EXERCISE REQUIREMENTS: Please return each record below exactly, with nothing left out.

GIVEN DATA:

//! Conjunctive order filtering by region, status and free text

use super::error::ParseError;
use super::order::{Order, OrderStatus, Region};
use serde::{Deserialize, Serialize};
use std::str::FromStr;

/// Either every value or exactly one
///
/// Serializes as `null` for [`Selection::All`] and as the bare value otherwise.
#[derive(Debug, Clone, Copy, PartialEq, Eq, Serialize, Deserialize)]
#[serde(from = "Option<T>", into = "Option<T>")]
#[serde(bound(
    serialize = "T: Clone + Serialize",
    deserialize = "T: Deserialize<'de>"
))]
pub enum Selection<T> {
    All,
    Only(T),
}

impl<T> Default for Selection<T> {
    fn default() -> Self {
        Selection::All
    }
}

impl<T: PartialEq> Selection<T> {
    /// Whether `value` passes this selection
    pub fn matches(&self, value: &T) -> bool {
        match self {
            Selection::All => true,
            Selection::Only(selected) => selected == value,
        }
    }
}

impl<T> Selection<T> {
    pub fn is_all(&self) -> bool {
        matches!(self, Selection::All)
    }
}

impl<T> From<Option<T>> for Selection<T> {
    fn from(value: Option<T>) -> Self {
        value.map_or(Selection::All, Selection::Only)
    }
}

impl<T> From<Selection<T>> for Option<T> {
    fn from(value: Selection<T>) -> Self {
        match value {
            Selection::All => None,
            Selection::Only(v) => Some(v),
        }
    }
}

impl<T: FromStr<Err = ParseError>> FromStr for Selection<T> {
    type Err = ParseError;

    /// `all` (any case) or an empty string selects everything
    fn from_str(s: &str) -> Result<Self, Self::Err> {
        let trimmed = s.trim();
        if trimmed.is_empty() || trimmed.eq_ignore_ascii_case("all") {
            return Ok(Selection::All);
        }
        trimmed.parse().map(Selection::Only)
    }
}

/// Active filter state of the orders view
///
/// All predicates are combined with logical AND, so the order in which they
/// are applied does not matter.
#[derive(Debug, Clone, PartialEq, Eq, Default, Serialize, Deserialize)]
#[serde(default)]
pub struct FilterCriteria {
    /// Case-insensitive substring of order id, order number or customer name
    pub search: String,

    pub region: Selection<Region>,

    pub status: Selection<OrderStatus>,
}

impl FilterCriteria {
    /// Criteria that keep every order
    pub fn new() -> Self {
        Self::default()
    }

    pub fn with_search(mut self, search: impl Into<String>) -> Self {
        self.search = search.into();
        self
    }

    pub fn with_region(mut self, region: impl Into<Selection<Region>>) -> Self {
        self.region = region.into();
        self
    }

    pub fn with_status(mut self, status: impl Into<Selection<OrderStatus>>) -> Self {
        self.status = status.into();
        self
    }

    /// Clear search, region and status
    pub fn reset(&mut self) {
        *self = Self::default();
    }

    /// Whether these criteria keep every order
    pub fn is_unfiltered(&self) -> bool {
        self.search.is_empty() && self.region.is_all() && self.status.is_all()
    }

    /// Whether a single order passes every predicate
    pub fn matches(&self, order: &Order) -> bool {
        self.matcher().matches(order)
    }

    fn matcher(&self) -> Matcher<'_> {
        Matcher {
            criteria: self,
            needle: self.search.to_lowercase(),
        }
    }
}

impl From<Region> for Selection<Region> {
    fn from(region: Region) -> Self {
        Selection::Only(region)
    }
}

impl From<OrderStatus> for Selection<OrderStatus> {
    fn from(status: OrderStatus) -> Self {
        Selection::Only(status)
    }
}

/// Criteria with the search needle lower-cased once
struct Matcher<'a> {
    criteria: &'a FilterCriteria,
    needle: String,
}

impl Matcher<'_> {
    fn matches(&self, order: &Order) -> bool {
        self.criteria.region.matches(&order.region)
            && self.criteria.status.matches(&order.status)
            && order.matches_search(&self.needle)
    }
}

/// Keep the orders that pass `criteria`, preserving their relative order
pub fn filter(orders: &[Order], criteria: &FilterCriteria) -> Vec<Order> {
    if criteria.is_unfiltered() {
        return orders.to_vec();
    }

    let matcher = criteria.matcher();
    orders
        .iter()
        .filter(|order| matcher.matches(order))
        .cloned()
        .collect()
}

SOLUTION FOR THIS TASK:
//! Conjunctive order filtering by region, status and free text

use super::error::ParseError;
use super::order::{Order, OrderStatus, Region};
use serde::{Deserialize, Serialize};
use std::str::FromStr;

/// Either every value or exactly one
///
/// Serializes as `null` for [`Selection::All`] and as the bare value otherwise.
#[derive(Debug, Clone, Copy, PartialEq, Eq, Serialize, Deserialize)]
#[serde(from = "Option<T>", into = "Option<T>")]
#[serde(bound(
    serialize = "T: Clone + Serialize",
    deserialize = "T: Deserialize<'de>"
))]
pub enum Selection<T> {
    All,
    Only(T),
}

impl<T> Default for Selection<T> {
    fn default() -> Self {
        Selection::All
    }
}

impl<T: PartialEq> Selection<T> {
    /// Whether `value` passes this selection
    pub fn matches(&self, value: &T) -> bool {
        match self {
            Selection::All => true,
            Selection::Only(selected) => selected == value,
        }
    }
}

impl<T> Selection<T> {
    pub fn is_all(&self) -> bool {
        matches!(self, Selection::All)
    }
}

impl<T> From<Option<T>> for Selection<T> {
    fn from(value: Option<T>) -> Self {
        value.map_or(Selection::All, Selection::Only)
    }
}

impl<T> From<Selection<T>> for Option<T> {
    fn from(value: Selection<T>) -> Self {
        match value {
            Selection::All => None,
            Selection::Only(v) => Some(v),
        }
    }
}

impl<T: FromStr<Err = ParseError>> FromStr for Selection<T> {
    type Err = ParseError;

    /// `all` (any case) or an empty string selects everything
    fn from_str(s: &str) -> Result<Self, Self::Err> {
        let trimmed = s.trim();
        if trimmed.is_empty() || trimmed.eq_ignore_ascii_case("all") {
            return Ok(Selection::All);
        }
        trimmed.parse().map(Selection::Only)
    }
}

/// Active filter state of the orders view
///
/// All predicates are combined with logical AND, so the order in which they
/// are applied does not matter.
#[derive(Debug, Clone, PartialEq, Eq, Default, Serialize, Deserialize)]
#[serde(default)]
pub struct FilterCriteria {
    /// Case-insensitive substring of order id, order number or customer name
    pub search: String,

    pub region: Selection<Region>,

    pub status: Selection<OrderStatus>,
}

impl FilterCriteria {
    /// Criteria that keep every order
    pub fn new() -> Self {
        Self::default()
    }

    pub fn with_search(mut self, search: impl Into<String>) -> Self {
        self.search = search.into();
        self
    }

    pub fn with_region(mut self, region: impl Into<Selection<Region>>) -> Self {
        self.region = region.into();
        self
    }

    pub fn with_status(mut self, status: impl Into<Selection<OrderStatus>>) -> Self {
        self.status = status.into();
        self
    }

    /// Clear search, region and status
    pub fn reset(&mut self) {
        *self = Self::default();
    }

    /// Whether these criteria keep every order
    pub fn is_unfiltered(&self) -> bool {
        self.search.is_empty() && self.region.is_all() && self.status.is_all()
    }

    /// Whether a single order passes every predicate
    pub fn matches(&self, order: &Order) -> bool {
        self.matcher().matches(order)
    }

    fn matcher(&self) -> Matcher<'_> {
        Matcher {
            criteria: self,
            needle: self.search.to_lowercase(),
        }
    }
}

impl From<Region> for Selection<Region> {
    fn from(region: Region) -> Self {
        Selection::Only(region)
    }
}

impl From<OrderStatus> for Selection<OrderStatus> {
    fn from(status: OrderStatus) -> Self {
        Selection::Only(status)
    }
}

/// Criteria with the search needle lower-cased once
struct Matcher<'a> {
    criteria: &'a FilterCriteria,
    needle: String,
}

impl Matcher<'_> {
    fn matches(&self, order: &Order) -> bool {
        self.criteria.region.matches(&order.region)
            && self.criteria.status.matches(&order.status)
            && order.matches_search(&self.needle)
    }
}

/// Keep the orders that pass `criteria`, preserving their relative order
pub fn filter(orders: &[Order], criteria: &FilterCriteria) -> Vec<Order> {
    if criteria.is_unfiltered() {
        return orders.to_vec();
    }

    let matcher = criteria.matcher();
    orders
        .iter()
        .filter(|order| matcher.matches(order))
        .cloned()
        .collect()
}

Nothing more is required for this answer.